Neonatologist David Riley was adept at placing central arterial lines for sick newborns. But navigating the inefficiencies within the healthcare system was a different story. Now, as a second-year student in the Texas MBA at Dallas/Fort Worth program, he is learning the management skills to help keep his industry from flatlining.
Riley graduated from the Stanford University School of Medicine in 1997. After his pediatric residency and neonatology fellowship, he became a fully certified neonatologist in 2004. He joined the Pediatrix Medical Group of Texas in 2007 and began caring for newborn babies needing intensive care in hospitals around Fort Worth and Tarrant County. He says he became interested in pediatric medicine because it is equal parts challenging and hopeful.
“Babies are incredibly resilient,” Riley says. “They just have a miraculous ability to heal themselves and get better.” Seeing his young patients improve is particularly significant for him. “It’s gratifying to know that when you have a positive impact, they have their whole life in front of them and you sent them out into the world to realize whatever potential they have.”
For Riley, that potential pushes him through even the most difficult days.
“No matter how hard you’re working and how tired you are, it’s easy to motivate yourself when you’re dealing with those kinds of outcomes.”
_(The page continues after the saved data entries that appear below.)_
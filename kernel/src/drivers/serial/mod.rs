/*
 * Serial Communication Drivers
 *
 * The kernel console lives on the first serial port. This module holds the
 * capability the console driver needs from hardware (`ConsolePort`), the
 * 16550 register driver that provides it on bare metal, and `attach`, which
 * wires a console into the rest of the kernel:
 *
 *   bring up port -> SerialConsole::init -> irq::register -> /dev/ttyS0
 */

use thiserror::Error;

use crate::config::SerialConfig;
use crate::devices::{self, DeviceError};
use crate::irq::{self, InterruptController, IrqError};

pub mod console;
pub mod uart_16550;

pub use console::{ConsoleError, SerialConsole};
pub use uart_16550::SerialPort;

/// Device node name of the serial console.
pub const CONSOLE_DEVICE_NAME: &str = "ttyS0";

/// Byte-level access to a serial line, selected once at boot.
pub trait ConsolePort: Send {
    /// Transmit one byte. May spin until the transmitter has room.
    fn write(&mut self, byte: u8);

    /// Take one received byte, or `None` if the receiver is empty.
    fn try_read(&mut self) -> Option<u8>;
}

/// Errors returned by [`attach`].
#[derive(Debug, Error)]
pub enum AttachError {
    #[error("console: {0}")]
    Console(#[from] ConsoleError),
    #[error("irq: {0}")]
    Irq(#[from] IrqError),
    #[error("device: {0}")]
    Device(#[from] DeviceError),
}

/// Bring up the port described by `config` and make `console` the kernel
/// console: receive interrupts routed to it, registered as `/dev/ttyS0`.
pub fn attach<P: ConsolePort + 'static, const N: usize>(
    console: &'static SerialConsole<P, N>,
    config: &SerialConfig,
    controller: &'static dyn InterruptController,
    bring_up: impl FnOnce(&SerialConfig) -> P,
) -> Result<(), AttachError> {
    console.init(bring_up(config), controller, config.irq)?;
    irq::register(config.irq, console)?;
    devices::register_device(CONSOLE_DEVICE_NAME, console)?;
    log::info!(
        "Serial console on 0x{:x} ({} baud, IRQ {})",
        config.base,
        config.baud,
        config.irq
    );
    Ok(())
}

#[cfg(test)]
mod tests {
    use super::*;
    use crate::irq::IrqContext;
    use core::sync::atomic::{AtomicUsize, Ordering};
    use std::collections::VecDeque;
    use std::sync::{Arc, Mutex};

    struct QueuePort(Arc<Mutex<VecDeque<u8>>>);

    impl ConsolePort for QueuePort {
        fn write(&mut self, _byte: u8) {}

        fn try_read(&mut self) -> Option<u8> {
            self.0.lock().unwrap().pop_front()
        }
    }

    struct Eoi(AtomicUsize);

    impl InterruptController for Eoi {
        fn end_of_interrupt(&self, _irq: u8) {
            self.0.fetch_add(1, Ordering::SeqCst);
        }
    }

    #[test]
    fn test_attach_routes_irq_and_registers_device() {
        static CONSOLE: SerialConsole<QueuePort, 8> = SerialConsole::new();
        static EOI: Eoi = Eoi(AtomicUsize::new(0));

        let wire = Arc::new(Mutex::new(VecDeque::from(b"up".to_vec())));
        let config = SerialConfig {
            irq: 9,
            ..SerialConfig::COM1
        };
        let port_wire = Arc::clone(&wire);
        attach(&CONSOLE, &config, &EOI, |cfg| {
            assert_eq!(cfg.irq, 9);
            QueuePort(port_wire)
        })
        .unwrap();

        irq::dispatch(&IrqContext::new(9));
        assert_eq!(EOI.0.load(Ordering::SeqCst), 1);
        assert_eq!(CONSOLE.read_byte().unwrap(), Some(b'u'));

        let tty = devices::lookup_device(CONSOLE_DEVICE_NAME).expect("ttyS0 registered");
        let mut buf = [0u8; 4];
        assert_eq!(tty.read(&mut buf), Ok(1));
        assert_eq!(buf[0], b'p');

        let again = attach(&CONSOLE, &config, &EOI, |_| QueuePort(Arc::clone(&wire)));
        assert!(matches!(
            again,
            Err(AttachError::Console(ConsoleError::AlreadyInitialized))
        ));
    }
}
As a doctor, Riley says he can see what is working well in healthcare and what isn’t. While health professionals are providing quality care and making innovative discoveries every day, the industry itself could benefit from a more businesslike organization and streamlined processes, he says.
For example, while hospitals are moving from traditional medical recordkeeping to electronic record management, administrative and insurance organizations have been slow to make that change, leading to duplicate records. Riley says that his experience in the healthcare industry encouraged him to enroll in business school, and he hopes he can use his MBA to further reforms.
“If you look at physicians and people in the medical field, they don’t really know too much about business. And when you look at people in industry and certainly when you look at politicians, they don’t understand medical care very well,” Riley says. “I felt like a lot of the decisions regarding policy and the structure for reform and funding were being made in a way that was blind to what matters as far as providing quality care and access to care.”
Riley chose to be proactive and educate himself on the business side of healthcare. He believes that reforms would be more comprehensive if more doctors were informed about business.
“I think some aspects of MBA training should be incorporated into medical school, such as basic management, operations, and finance,” Riley says. “I think physicians should be more involved in management and administrative issues to allow those processes to be better aligned with what goes on at the bedside.”
Riley is not alone in this sentiment. According to the Association of MD/MBA Programs, there are more than 65 dual-degree programs across the United States. Students in these programs earn their MD and MBA simultaneously, learning both the medical and the business sides of healthcare.
According to Riley, his McCombs education has helped him understand how business processes work, and it has given him a new perspective on how healthcare management can be improved.
“Spending a good part of your life in medicine, it’s very easy to essentially have your head in the sand about everything else that is going on around you,” Riley says. “I never really thought a lot in detail about what’s required to run an organization well and efficiently. The biggest thing I’ve gotten from my McCombs experience is that it’s opened my eyes to all these different elements that surround the function of a business, from marketing to accounting to HR.”
Riley believes his business degree will afford him more opportunities both inside and outside of the medical industry. “It’s invaluable,” Riley says. “It’s been incredibly eye-opening to learn how the world works outside of my field.”